“West Side Story”: nuevos rostros, misma historia, para bien y para mal
Steven Spielberg y Tony Kushner liman muchas de las asperezas del clásico musical y producen uno mejor, pero sigue siendo difícil de querer.
En la inmensa historia del cine, posiblemente no exista película más espinosa para un puertorriqueño que West Side Story. No para todos, por supuesto. Hay quienes podrán ver más allá de los prejuicios, los estereotipos y el racismo del filme de 1961 dirigido por Robert Wise, y simplemente disfrutarlo por lo que es: la enésima adaptación de Romeo y Julieta, en un barrio de Nueva York. Sin embargo, para quienes no son capaces de ignorar sus múltiples ofensas, si antes solo tenían que lidiar con un filme, de ahora en adelante tendrán que lidiar con dos. La buena noticia es que la versión que estrena hoy en los cines es considerablemente mejor que la que cargó con diez premios Oscar seis décadas atrás, con todas las virtudes cinematográficas que se pueden esperar de un cineasta del calibre de Steven Spielberg y la pluma del guionista Tony Kushner. Pero las preguntas son válidas: ¿Por qué West Side Story otra vez? ¿Por qué esta es la única historia con puertorriqueños que a Hollywood le interesa contar? ¿Por qué, de todos los musicales que existen, Spielberg escogió este para hacer su debut en el género del baile y el canto?

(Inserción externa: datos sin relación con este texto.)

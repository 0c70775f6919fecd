//! # Doc Insight
//!
//! 文档洞察助手的客户端核心：知识库 → 焦点文档 → 查询 → 结果 四阶段流程
//!
//! ## 架构设计
//!
//! 本系统沿用严格的分层架构：
//!
//! ### ① 基础设施层（Infrastructure）
//! - `infrastructure/` - 持有稀缺资源（Page），只暴露能力
//! - `JsExecutor` - 唯一的 page owner，提供 eval() 能力
//! - `AdobeEmbedEngine` - 基于页面脚本的渲染引擎实现
//!
//! ### ② 客户端层（Clients）
//! - `clients/` - 与后端服务的全部 HTTP 交互（上传 / 搜索 / 要点 / 播客）
//!
//! ### ③ 业务能力层（Services）
//! - `ViewerBridge` - 渲染面的生命周期、选区捕获、翻页
//! - `ActiveDocumentSwitcher` - 点击段落时决定翻页还是切换文档
//!
//! ### ④ 流程层（Workflow）
//! - `WorkflowController` - 四阶段状态机，持有阶段间传递的全部数据
//!
//! ### ⑤ 编排层（Orchestration）
//! - `orchestrator/result_orchestrator` - 结果阶段并发请求两类派生内容
//! - `orchestrator/app` - 命令行会话驱动，持有浏览器资源
//!
//! ## 模块结构

pub mod browser;
pub mod clients;
pub mod config;
pub mod error;
pub mod infrastructure;
pub mod models;
pub mod orchestrator;
pub mod services;
#[cfg(any(test, feature = "test-utils"))]
pub mod testing;
pub mod utils;
pub mod workflow;

// 重新导出常用类型
pub use clients::{BackendApi, BackendClient};
pub use config::Config;
pub use error::{ApiError, AppError, AppResult, ViewerError, WorkflowError};
pub use infrastructure::{AdobeEmbedEngine, JsExecutor};
pub use models::{DerivedArtifacts, DocumentRef, KnowledgeSet, Passage, SessionPlan};
pub use orchestrator::{App, ResultOrchestrator};
pub use services::{ActiveDocumentSwitcher, ViewerBridge, ViewerStatus};
pub use workflow::{Stage, StageView, WorkflowController};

Según ha expresado en entrevistas, el célebre director de 74 años le tiene mucho afecto a la obra de Stephen Sondheim, Leonard Bernstein y Jerome Robbins desde su infancia, cuando su papá compró el disco de la producción original de Broadway, y no dejó de tocarlo hasta que se aprendió todas las canciones de memoria. Arnold Spielberg falleció en agosto del 2020 a los 103 años sin poder ver el largometraje que su hijo le dedicó, y si bien es cierto que éste nunca sabrá cómo se siente un boricua viendo West Side Story, no se le puede refutar su razón para querer hacerlo. La verdad es que, si alguien tenía que resucitar a este muerto, lo más probable es que salimos mejor con él. En manos menos concienzudas, pudimos haber acabado con otro remake en lugar de una nueva adaptación, que parecerán ser lo mismo, pero no lo son.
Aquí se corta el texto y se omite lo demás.